He’s Not Giving You a Hard Time Again

The fourth chapter of my teaching memoir is titled “He’s Not Giving You a Hard Time; He’s Having a Hard Time.” This is a caregiving principle that is meant to steer one toward looking at a situation from the point of view of the one affected by Alzheimer’s disease or another dementia. I have written a blog post about this previously.

In the book, I tell a story to illustrate this point–a long, complicated story that involves many characters. It’s actually funny from this side of its history, but it was frustratingly difficult at the time. And I knew that the three main characters living with dementia did not set out to upturn my life at that moment. They were each making decisions based on their perceptions of reality and their true emotional states. But it still made my life, and my brother-in-law’s life, extremely disruptive. I leave it to you to read the story!

At the end of each chapter of my book, I offer a handful of practices that the reader might choose to undertake to further explore that chapter’s caregiving principle. One of the practices at the conclusion of this chapter is as follows:

Sitting in your loved one’s favorite chair, close your eyes and imagine a twenty-four-hour period from his or her perspective.

You might choose to write down your observations, or perhaps single words that describe the emotions that you imagined your loved one feeling. The following are mine, imagining my husband’s state of mind in the early and middle stage of Alzheimer’s disease. (For an explanation of the multiple staging systems, see this webinar 

Depression. Being by himself all day, it’s easy for me to imagine Harvey, especially early in the disease, ruminating about his losses. “Who am I now if I cannot work? There are so many things I can no longer do–read, run in the neighborhood, visit my parents, mow the grass. What purpose does my life even have now? How long can I manage on my own? How long will I live with this disease? How are Renée and the girls coping with my disease? I am putting them through so much!” He wasn’t purposefully making my life more difficult by not wanting to talk about it later in the evening, even though it frustrated me.

Boredom. Harvey was alone all day while I was at work and our daughters were at school. In the middle stage of his disease, he was at a loss for how to fill his days. I would come home to find random objects filling a grocery bag or cardboard box. I might find that the filing cabinet had been emptied of its contents, with important papers scattered around the house, marked up with circling and underlining. Coming home to this scenario certainly made my life harder, but it wasn’t because Harvey was trying to make it so. He was just bored!

Anxiety. I can imagine that being alone all day, trying to fill his time, Harvey probably also had a degree of anxiety. “When is Renée getting home? Is she alright? What if I am here alone forever?” When I got home from work, he would often greet me at the door, as if he had been waiting there all day, and with relief in his voice, say, “Oh, thank goodness you’re home!”

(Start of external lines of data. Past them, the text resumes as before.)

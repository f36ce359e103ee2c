use chrono::{DateTime, Utc};
use diesel::prelude::*;
use shared::{Delivery, Item, Order, Payment};

#[derive(Debug, Clone, Queryable, Selectable, Insertable, AsChangeset)]
#[diesel(table_name = crate::schema::orders)]
#[diesel(check_for_backend(diesel::pg::Pg))]
pub struct OrderRow {
    pub order_uid: String,
    pub track_number: String,
    pub entry: String,
    pub locale: String,
    pub internal_signature: String,
    pub customer_id: String,
    pub delivery_service: String,
    pub shardkey: String,
    pub sm_id: i32,
    pub date_created: DateTime<Utc>,
    pub oof_shard: String,
}

#[derive(Debug, Clone, Queryable, Selectable, Insertable, AsChangeset)]
#[diesel(table_name = crate::schema::deliveries)]
#[diesel(check_for_backend(diesel::pg::Pg))]
pub struct DeliveryRow {
    pub order_uid: String,
    pub name: String,
    pub phone: String,
    pub zip: String,
    pub city: String,
    pub address: String,
    pub region: String,
    pub email: String,
}

#[derive(Debug, Clone, Queryable, Selectable, Insertable, AsChangeset)]
#[diesel(table_name = crate::schema::payments)]
#[diesel(check_for_backend(diesel::pg::Pg))]
pub struct PaymentRow {
    pub order_uid: String,
    pub transaction: String,
    pub request_id: String,
    pub currency: String,
    pub provider: String,
    pub amount: i32,
    pub payment_dt: i64,
    pub bank: String,
    pub delivery_cost: i32,
    pub goods_total: i32,
    pub custom_fee: i32,
}

#[derive(Debug, Clone, Queryable, Selectable, Insertable)]
#[diesel(table_name = crate::schema::order_items)]
#[diesel(check_for_backend(diesel::pg::Pg))]
pub struct ItemRow {
    pub order_uid: String,
    pub chrt_id: i64,
    pub track_number: String,
    pub price: i32,
    pub rid: String,
    pub name: String,
    pub sale: i32,
    pub size: String,
    pub total_price: i32,
    pub nm_id: i64,
    pub brand: String,
    pub status: i32,
}

/// Every row an order occupies, split per table.
#[derive(Debug, Clone)]
pub struct OrderRows {
    pub order: OrderRow,
    pub delivery: DeliveryRow,
    pub payment: PaymentRow,
    pub items: Vec<ItemRow>,
}

impl From<&Order> for OrderRows {
    fn from(order: &Order) -> Self {
        let id = order.order_uid.clone();

        Self {
            order: OrderRow {
                order_uid: id.clone(),
                track_number: order.track_number.clone(),
                entry: order.entry.clone(),
                locale: order.locale.clone(),
                internal_signature: order.internal_signature.clone(),
                customer_id: order.customer_id.clone(),
                delivery_service: order.delivery_service.clone(),
                shardkey: order.shardkey.clone(),
                sm_id: order.sm_id,
                date_created: order.date_created,
                oof_shard: order.oof_shard.clone(),
            },
            delivery: DeliveryRow {
                order_uid: id.clone(),
                name: order.delivery.name.clone(),
                phone: order.delivery.phone.clone(),
                zip: order.delivery.zip.clone(),
                city: order.delivery.city.clone(),
                address: order.delivery.address.clone(),
                region: order.delivery.region.clone(),
                email: order.delivery.email.clone(),
            },
            payment: PaymentRow {
                order_uid: id.clone(),
                transaction: order.payment.transaction.clone(),
                request_id: order.payment.request_id.clone(),
                currency: order.payment.currency.clone(),
                provider: order.payment.provider.clone(),
                amount: order.payment.amount,
                payment_dt: order.payment.payment_dt,
                bank: order.payment.bank.clone(),
                delivery_cost: order.payment.delivery_cost,
                goods_total: order.payment.goods_total,
                custom_fee: order.payment.custom_fee,
            },
            items: order
                .items
                .iter()
                .map(|item| ItemRow {
                    order_uid: id.clone(),
                    chrt_id: item.chrt_id,
                    track_number: item.track_number.clone(),
                    price: item.price,
                    rid: item.rid.clone(),
                    name: item.name.clone(),
                    sale: item.sale,
                    size: item.size.clone(),
                    total_price: item.total_price,
                    nm_id: item.nm_id,
                    brand: item.brand.clone(),
                    status: item.status,
                })
                .collect(),
        }
    }
}

impl From<OrderRows> for Order {
    fn from(rows: OrderRows) -> Self {
        let OrderRows { order, delivery, payment, items } = rows;

        Self {
            order_uid: order.order_uid,
            track_number: order.track_number,
            entry: order.entry,
            delivery: Delivery {
                name: delivery.name,
                phone: delivery.phone,
                zip: delivery.zip,
                city: delivery.city,
                address: delivery.address,
                region: delivery.region,
                email: delivery.email,
            },
            payment: Payment {
                transaction: payment.transaction,
                request_id: payment.request_id,
                currency: payment.currency,
                provider: payment.provider,
                amount: payment.amount,
                payment_dt: payment.payment_dt,
                bank: payment.bank,
                delivery_cost: payment.delivery_cost,
                goods_total: payment.goods_total,
                custom_fee: payment.custom_fee,
            },
            items: items
                .into_iter()
                .map(|item| Item {
                    chrt_id: item.chrt_id,
                    track_number: item.track_number,
                    price: item.price,
                    rid: item.rid,
                    name: item.name,
                    sale: item.sale,
                    size: item.size,
                    total_price: item.total_price,
                    nm_id: item.nm_id,
                    brand: item.brand,
                    status: item.status,
                })
                .collect(),
            locale: order.locale,
            internal_signature: order.internal_signature,
            customer_id: order.customer_id,
            delivery_service: order.delivery_service,
            shardkey: order.shardkey,
            sm_id: order.sm_id,
            date_created: order.date_created,
            oof_shard: order.oof_shard,
        }
    }
}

Once you have done this exercise, you will have a better idea of how you might make your loved one’s life easier, and therefore, your own. Once I realized that Harvey was bored and anxious, I would leave small projects for him to complete, and eventually I moved to get professional caregivers into the house and enrolled him in a respite care program. If you are home with your loved one, your options may be different, but might include caregivers or friends coming over or searching for purposeful activities that you can do together. Maintaining a daily schedule can help, too.